Anyway, Horse People was a different sort of book. It is written by an editor in the book publishing business, about his experiences as a horse person over the years. He has some really funny stories, such as when the author of a book he had edited assumed he was a much better rider than he was, and took him on all of these daredevil rides during a short visit — knowing that I'm not a great rider myself, I could really relate to the hysterical stories of all the near-misses he experienced during that visit.
He writes about a much different horse world than what I know — the East Coast seems to be a bit different than out here in the West — even though many of us still ride English (including me), I don't think it's as intensely English. He also writes a lot about the fox hunting and eventing worlds, which I know next to nothing about. Even so, there are a lot of things I can recognize from my own experiences as a horse owner. It's a funny and occasionally sad book — I teared up when his wife had to put down her beloved horse Nebraska, for instance.
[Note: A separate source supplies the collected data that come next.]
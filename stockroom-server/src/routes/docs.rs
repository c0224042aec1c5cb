//! OpenAPI document for the items API.
//!
//! Served as a plain JSON value and kept in lockstep with the routes by
//! hand; the surface is small enough that a generator would outweigh it.

use axum::routing::get;
use axum::{Json, Router};
use serde_json::{json, Value};

use crate::state::AppState;

pub fn router() -> Router<AppState> {
    Router::new().route("/api-docs/openapi.json", get(openapi))
}

/// GET /api-docs/openapi.json
async fn openapi() -> Json<Value> {
    Json(document())
}

fn document() -> Value {
    json!({
        "openapi": "3.0.0",
        "info": {
            "title": "Stockroom Items API",
            "version": env!("CARGO_PKG_VERSION"),
            "description": "A small CRUD API for managing items backed by PostgreSQL",
        },
        "paths": {
            "/health": {
                "get": {
                    "summary": "Liveness check",
                    "responses": {
                        "200": { "description": "Service is up" }
                    }
                }
            },
            "/api/v1/items": {
                "get": {
                    "summary": "List items, newest first",
                    "tags": ["Items"],
                    "responses": {
                        "200": {
                            "description": "All items",
                            "content": {
                                "application/json": {
                                    "schema": {
                                        "type": "array",
                                        "items": { "$ref": "#/components/schemas/Item" }
                                    }
                                }
                            }
                        }
                    }
                },
                "post": {
                    "summary": "Create a new item",
                    "tags": ["Items"],
                    "requestBody": {
                        "required": true,
                        "content": {
                            "application/json": {
                                "schema": { "$ref": "#/components/schemas/ItemInput" }
                            }
                        }
                    },
                    "responses": {
                        "201": {
                            "description": "The created item",
                            "content": {
                                "application/json": {
                                    "schema": { "$ref": "#/components/schemas/Item" }
                                }
                            }
                        },
                        "400": {
                            "description": "Validation failure",
                            "content": {
                                "application/json": {
                                    "schema": { "$ref": "#/components/schemas/Error" }
                                }
                            }
                        }
                    }
                }
            },
            "/api/v1/items/{id}": {
                "parameters": [{
                    "name": "id",
                    "in": "path",
                    "required": true,
                    "schema": { "type": "integer" }
                }],
                "get": {
                    "summary": "Fetch a single item",
                    "tags": ["Items"],
                    "responses": {
                        "200": {
                            "description": "The item",
                            "content": {
                                "application/json": {
                                    "schema": { "$ref": "#/components/schemas/Item" }
                                }
                            }
                        },
                        "404": {
                            "description": "No such item",
                            "content": {
                                "application/json": {
                                    "schema": { "$ref": "#/components/schemas/Error" }
                                }
                            }
                        }
                    }
                },
                "put": {
                    "summary": "Replace an item",
                    "tags": ["Items"],
                    "requestBody": {
                        "required": true,
                        "content": {
                            "application/json": {
                                "schema": { "$ref": "#/components/schemas/ItemInput" }
                            }
                        }
                    },
                    "responses": {
                        "200": {
                            "description": "The updated item",
                            "content": {
                                "application/json": {
                                    "schema": { "$ref": "#/components/schemas/Item" }
                                }
                            }
                        },
                        "400": { "description": "Validation failure" },
                        "404": { "description": "No such item" }
                    }
                },
                "delete": {
                    "summary": "Delete an item",
                    "tags": ["Items"],
                    "responses": {
                        "204": { "description": "Deleted" },
                        "404": { "description": "No such item" }
                    }
                }
            }
        },
        "components": {
            "schemas": {
                "Item": {
                    "type": "object",
                    "required": ["id", "name"],
                    "properties": {
                        "id": { "type": "integer", "description": "Item ID" },
                        "name": { "type": "string", "description": "Item name" },
                        "description": { "type": "string", "nullable": true },
                        "created_at": { "type": "string", "format": "date-time" },
                        "updated_at": { "type": "string", "format": "date-time" },
                        "smoker": { "type": "string", "nullable": true },
                        "longitude": { "type": "number", "nullable": true },
                        "latitude": { "type": "number", "nullable": true }
                    }
                },
                "ItemInput": {
                    "type": "object",
                    "required": ["name"],
                    "properties": {
                        "name": { "type": "string" },
                        "description": { "type": "string", "nullable": true },
                        "smoker": { "type": "string", "nullable": true },
                        "longitude": { "type": "number", "nullable": true },
                        "latitude": { "type": "number", "nullable": true }
                    }
                },
                "Error": {
                    "type": "object",
                    "properties": {
                        "error": { "type": "string" },
                        "message": { "type": "string" }
                    }
                }
            }
        }
    })
}

#[cfg(test)]
mod tests {
    use axum::body::Body;
    use axum::http::{Request, StatusCode};
    use tower::ServiceExt;

    use stockroom_core::{ConnectionConfig, Database, Profile};

    use super::*;
    use crate::state::AppState;

    fn app(expose_docs: bool) -> axum::Router {
        let state = AppState::new(
            Database::new(ConnectionConfig::from_env(Profile::Server)),
            expose_docs,
        );
        crate::build_router(state)
    }

    #[test]
    fn document_covers_the_items_surface() {
        let doc = document();
        assert!(doc["paths"]["/api/v1/items"]["post"].is_object());
        assert!(doc["paths"]["/api/v1/items/{id}"]["delete"].is_object());
        assert_eq!(
            doc["components"]["schemas"]["ItemInput"]["required"][0],
            "name"
        );
    }

    #[tokio::test]
    async fn docs_served_when_exposed() {
        let request = Request::builder()
            .uri("/api-docs/openapi.json")
            .body(Body::empty())
            .unwrap();
        let response = app(true).oneshot(request).await.unwrap();
        assert_eq!(response.status(), StatusCode::OK);
    }

    #[tokio::test]
    async fn docs_absent_when_disabled() {
        let request = Request::builder()
            .uri("/api-docs/openapi.json")
            .body(Body::empty())
            .unwrap();
        let response = app(false).oneshot(request).await.unwrap();
        assert_eq!(response.status(), StatusCode::NOT_FOUND);
    }
}
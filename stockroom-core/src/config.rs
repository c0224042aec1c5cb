//! Database connection configuration
//!
//! All recognized settings are enumerated and defaulted here. The binary
//! resolves the environment exactly once at startup and the resulting
//! config stays immutable for the life of the process.

use std::env;
use std::time::Duration;

use sqlx::postgres::{PgConnectOptions, PgSslMode};

/// Execution profile the process was started under.
///
/// The serverless profile keeps the connection cap low because many frozen
/// execution contexts may hold pools against the same database at once.
#[derive(Debug, Clone, Copy, PartialEq, Eq)]
pub enum Profile {
    /// Long-running server process.
    Server,
    /// Per-request invocation on a serverless platform.
    Serverless,
}

impl Profile {
    /// Default pool cap for this profile.
    pub fn default_max_connections(self) -> u32 {
        match self {
            Profile::Server => 10,
            Profile::Serverless => 2,
        }
    }
}

/// Resolved database connection settings.
#[derive(Debug, Clone)]
pub struct ConnectionConfig {
    pub host: String,
    pub port: u16,
    pub user: String,
    pub password: String,
    pub database: String,
    pub use_tls: bool,
    pub max_connections: u32,
    /// How long an unused connection may sit in the pool before the pool
    /// itself drops it.
    pub idle_timeout: Duration,
    /// How long to wait for a connection to be established or checked out.
    pub connect_timeout: Duration,
    pub profile: Profile,
}

impl ConnectionConfig {
    /// Resolve configuration from the environment with defaults.
    ///
    /// Unparsable numeric values fall back to their defaults rather than
    /// failing startup.
    pub fn from_env(profile: Profile) -> Self {
        Self {
            host: env::var("DB_HOST").unwrap_or_else(|_| "localhost".to_string()),
            port: parse_env("DB_PORT", 5432),
            user: env::var("DB_USER").unwrap_or_else(|_| "user".to_string()),
            password: env::var("DB_PASSWORD").unwrap_or_else(|_| "password".to_string()),
            database: env::var("DB_NAME").unwrap_or_else(|_| "mydatabase".to_string()),
            use_tls: parse_env("DB_USE_TLS", false),
            max_connections: parse_env("DB_MAX_CONNECTIONS", profile.default_max_connections()),
            idle_timeout: Duration::from_millis(parse_env("DB_IDLE_TIMEOUT_MS", 30_000)),
            connect_timeout: Duration::from_millis(parse_env("DB_CONNECTION_TIMEOUT_MS", 5_000)),
            profile,
        }
    }

    /// Connection options for the underlying driver.
    pub fn pg_options(&self) -> PgConnectOptions {
        let ssl_mode = if self.use_tls {
            // Encrypt without verifying the server certificate, matching
            // the managed-database endpoints this service targets.
            PgSslMode::Require
        } else {
            PgSslMode::Disable
        };

        PgConnectOptions::new()
            .host(&self.host)
            .port(self.port)
            .username(&self.user)
            .password(&self.password)
            .database(&self.database)
            .ssl_mode(ssl_mode)
    }
}

fn parse_env<T: std::str::FromStr>(name: &str, default: T) -> T {
    env::var(name)
        .ok()
        .and_then(|value| value.parse().ok())
        .unwrap_or(default)
}
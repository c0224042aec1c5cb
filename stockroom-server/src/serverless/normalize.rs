//! Stage-prefix path normalization.
//!
//! A platform that routes through a deployment stage prepends the stage to
//! every path it delivers ("/dev/api/v1/items"); the router only knows the
//! unprefixed paths.

use super::InvocationEvent;

/// Strip `stage_prefix` from each path-bearing field of the event.
///
/// Fields that do not start with the prefix are left untouched. Pure and
/// total: no I/O, no failure modes.
pub fn normalize(mut event: InvocationEvent, stage_prefix: &str) -> InvocationEvent {
    if stage_prefix.is_empty() {
        return event;
    }

    strip_stage_prefix(&mut event.path, stage_prefix);
    strip_stage_prefix(&mut event.raw_path, stage_prefix);
    strip_stage_prefix(&mut event.request_context.path, stage_prefix);
    event
}

fn strip_stage_prefix(field: &mut Option<String>, prefix: &str) {
    let Some(value) = field else { return };
    let Some(rest) = value.strip_prefix(prefix) else {
        return;
    };
    // Only strip on a segment boundary: "/dev" must not eat into
    // "/development/items".
    if rest.is_empty() {
        *value = "/".to_owned();
    } else if rest.starts_with('/') {
        *value = rest.to_owned();
    }
}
Most horse lovers will probably love this book, even if it's not the world they personally know — in fact, that is sometimes what makes it so funny, such as when he finds himself fox hunting in Virginia on a horse determined to kill him (and when he, as he puts it, sympathizes with the fox rather more than the hunters). Although those who don't own horses (but still love them) will probably still enjoy the book, knowing something about the horse world — specifically how crazy some horse people can be — is sometimes a prerequisite for understanding the humor in the anecdotes!